The government’s point person for the vaccination programme, Babar Atta, acknowledged lack of trust and “severe community resistance against vaccination”. Mr Atta promises reduction in the number of vaccinator visits to homes, and the number of questions put to parents during subsequent drives. And the police will not be called. Let’s hope these tactics help, but they do not address the real reasons for refusals.
This problem of distrust and ignorance about vaccines has been repeatedly documented. It is quite baffling why policymakers do not take it seriously. Why are they not able to generate a strategy grounded in an analysis of why people react the way they do to this critical preventive health service brought to their homes for free, when they spend a substantial portion of their household income and travel long distances to seek curative health services for their children? The magical thinking and quick-fix solutions proposed by Mr Atta do nothing except further decrease credibility and increase distrust of the government.
Read: Will Pakistan ever become polio free?
Eradicating polio is not easy but countries have done it. US governments’ Vaccine for Children programme — that includes vaccination for polio, was successful because vaccines were delivered to children of all income levels, not only the poor, through the participation of public and private healthcare providers, insurance companies, state and federal public health officials, vaccine manufacturers, and parents. VFC programmes built and supported ‘medical homes’ for children integrating paediatric care with vaccinations as the mainstay of health services for children.
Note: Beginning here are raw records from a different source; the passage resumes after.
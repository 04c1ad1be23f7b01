use assert_cmd::prelude::*;
use predicates::prelude::*;
use rstest::rstest;
use std::fs;
use std::path::PathBuf;
use std::process::Command;
use tempfile::tempdir;

// Small brew on the simulator: ~30 g to go, finishes in well under an hour of sim time
fn write_valid_config(dir: &tempfile::TempDir) -> PathBuf {
    let toml = r#"
[brew]
target_flow_rate = 0.05
valve_interval_s = 60
epsilon = 0.008
target_weight_g = 260.0

[strategy]
kind = "default"

[sampling]
interval_ms = 500

[simulation]
initial_weight_g = 229.0
noise_g = 0.02
"#;
    let path = dir.path().join("cfg.toml");
    fs::write(&path, toml).unwrap();
    path
}

fn coldbrew() -> Command {
    let mut cmd = Command::cargo_bin("coldbrew").unwrap();
    cmd.arg("--log-level").arg("error");
    cmd
}

#[rstest]
#[case(&["--help"], 0, "Usage:", "stdout")]
#[case(&["strategies"], 0, "kalman_pid", "stdout")]
#[case(&["self-check"], 0, "self-check ok", "stdout")]
#[case(&["brew", "--fast", "--status-every-s", "600"], 0, "brew complete", "stdout")]
#[case(&["brew", "--fast", "--max-hours", "0.1"], 6, "had not reached its target", "stderr")]
fn cli_table_cases(
    #[case] args: &[&str],
    #[case] exit_code: i32,
    #[case] needle: &str,
    #[case] stream: &str,
) {
    let dir = tempdir().unwrap();
    let cfg = write_valid_config(&dir);

    let mut cmd = coldbrew();
    cmd.arg("--config").arg(&cfg);
    for a in args {
        cmd.arg(a);
    }

    let assert = cmd.assert().code(exit_code);
    match stream {
        "stdout" => assert.stdout(predicate::str::contains(needle)),
        _ => assert.stderr(predicate::str::contains(needle)),
    };
}

#[test]
fn strategies_list_parameters_with_defaults() {
    coldbrew()
        .arg("strategies")
        .assert()
        .success()
        .stdout(predicate::str::contains("(no parameters)"))
        .stdout(predicate::str::contains("kp = 1"))
        .stdout(predicate::str::contains("horizon = 15"));
}

#[test]
fn out_of_range_setpoint_is_a_config_error() {
    let dir = tempdir().unwrap();
    let cfg = dir.path().join("bad.toml");
    fs::write(&cfg, "[brew]\ntarget_flow_rate = 0.5\n").unwrap();
    coldbrew()
        .arg("--config")
        .arg(&cfg)
        .arg("brew")
        .arg("--fast")
        .assert()
        .code(2)
        .stderr(predicate::str::contains("target_flow_rate"));
}

#[test]
fn unknown_strategy_parameter_is_rejected() {
    let dir = tempdir().unwrap();
    let cfg = dir.path().join("bad.toml");
    fs::write(
        &cfg,
        "[strategy]\nkind = \"pid\"\n\n[strategy.params]\nkp = 1.0\nwarp = 9\n",
    )
    .unwrap();
    coldbrew()
        .arg("--config")
        .arg(&cfg)
        .arg("self-check")
        .assert()
        .code(2)
        .stderr(predicate::str::contains("warp"));
}

#[test]
fn missing_config_file_fails_cleanly() {
    coldbrew()
        .arg("--config")
        .arg("/definitely/not/here.toml")
        .arg("self-check")
        .assert()
        .failure()
        .stderr(predicate::str::contains("read config"));
}

#[test]
fn exhausted_trace_ends_in_a_scale_fault() {
    let dir = tempdir().unwrap();
    let cfg = write_valid_config(&dir);
    let trace = dir.path().join("trace.csv");
    let mut csv = String::from("seconds,weight\n");
    for i in 0..=20 {
        csv.push_str(&format!("{}.0,{:.2}\n", i, 229.0 + 0.05 * f64::from(i)));
    }
    fs::write(&trace, csv).unwrap();

    coldbrew()
        .arg("--config")
        .arg(&cfg)
        .arg("brew")
        .arg("--fast")
        .arg("--trace")
        .arg(&trace)
        .assert()
        .code(3)
        .stderr(predicate::str::contains("What happened: The brew stopped with a Scale fault"));
}

#[test]
fn trace_with_wrong_headers_is_rejected() {
    let dir = tempdir().unwrap();
    let cfg = write_valid_config(&dir);
    let trace = dir.path().join("trace.csv");
    fs::write(&trace, "t,grams\n0,1\n1,2\n").unwrap();

    coldbrew()
        .arg("--config")
        .arg(&cfg)
        .arg("brew")
        .arg("--fast")
        .arg("--trace")
        .arg(&trace)
        .assert()
        .failure()
        .stderr(predicate::str::contains("Expected 'seconds,weight'"));
}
The other contributors to successful eradication of polio are a knowledgeable public and sanitary infrastructure. Pakistan’s literacy rate in women is 45 per cent and still lower in poor women whose children are the targets of the polio programme. The poliovirus is excreted in faeces, and because sanitary facilities are poor — almost 45pc of Pakistani population defecates in the open, the virus persists in the sewage providing a continuously available reservoir. Poliovirus has been isolated from sewage water in Peshawar, Bannu, and Mardan for the past two years. It is suspected to be in the sewage of other cities as well.
In his maiden speech to the nation almost a year ago, prime minister identified high child mortality rates as major concern of his administration. His technical team should think seriously about how to protect children from vaccine-preventable diseases, the major contributor to these rates. They need to be humble about the chronicity and complexity of the problems and without resorting to gimmicky tactics, design appropriate, integrated and well-supported service delivery systems, with ability for year-round vaccination delivery and related services. Periodic vaccination drives using vertical programmes should be part of that vaccine delivery system and not its substitute.
The writer is a public health physician currently a research fellow at Lums.